# Task goal
The goal is to restate all of the records below word for word.

Saved data entries
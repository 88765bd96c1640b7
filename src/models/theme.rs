use serde::Serialize;

/// Terminal color scheme selected by `backgroundColor`.
#[derive(Debug, Clone, Copy, PartialEq, Eq, Serialize)]
pub enum Theme {
    Light, // light / white
    Dark,  // dark / black
}

impl Theme {
    pub fn code(&self) -> &'static str {
        match self {
            Theme::Light => "light",
            Theme::Dark => "dark",
        }
    }

    /// Parse a config value. `white`/`black` are accepted for older config files.
    pub fn from_config_str(s: &str) -> Option<Self> {
        match s.trim().to_lowercase().as_str() {
            "light" | "white" => Some(Theme::Light),
            "dark" | "black" => Some(Theme::Dark),
            _ => None,
        }
    }

    /// ANSI foreground used for regular status messages.
    pub fn foreground(&self) -> &'static str {
        match self {
            Theme::Light => "\x1b[30m",
            Theme::Dark => "\x1b[97m",
        }
    }

    /// ANSI background painted behind the session prompt.
    pub fn background(&self) -> &'static str {
        match self {
            Theme::Light => "\x1b[47m",
            Theme::Dark => "\x1b[40m",
        }
    }
}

# Your solution
repository 88765bd96c1640b7
filename src/models/theme.rs
use serde::Serialize;

/// Terminal color scheme selected by `backgroundColor`.
#[derive(Debug, Clone, Copy, PartialEq, Eq, Serialize)]
pub enum Theme {
    Light, // light / white
    Dark,  // dark / black
}

impl Theme {
    pub fn code(&self) -> &'static str {
        match self {
            Theme::Light => "light",
            Theme::Dark => "dark",
        }
    }

    /// Parse a config value. `white`/`black` are accepted for older config files.
    pub fn from_config_str(s: &str) -> Option<Self> {
        match s.trim().to_lowercase().as_str() {
            "light" | "white" => Some(Theme::Light),
            "dark" | "black" => Some(Theme::Dark),
            _ => None,
        }
    }

    /// ANSI foreground used for regular status messages.
    pub fn foreground(&self) -> &'static str {
        match self {
            Theme::Light => "\x1b[30m",
            Theme::Dark => "\x1b[97m",
        }
    }

    /// ANSI background painted behind the session prompt.
    pub fn background(&self) -> &'static str {
        match self {
            Theme::Light => "\x1b[47m",
            Theme::Dark => "\x1b[40m",
        }
    }
}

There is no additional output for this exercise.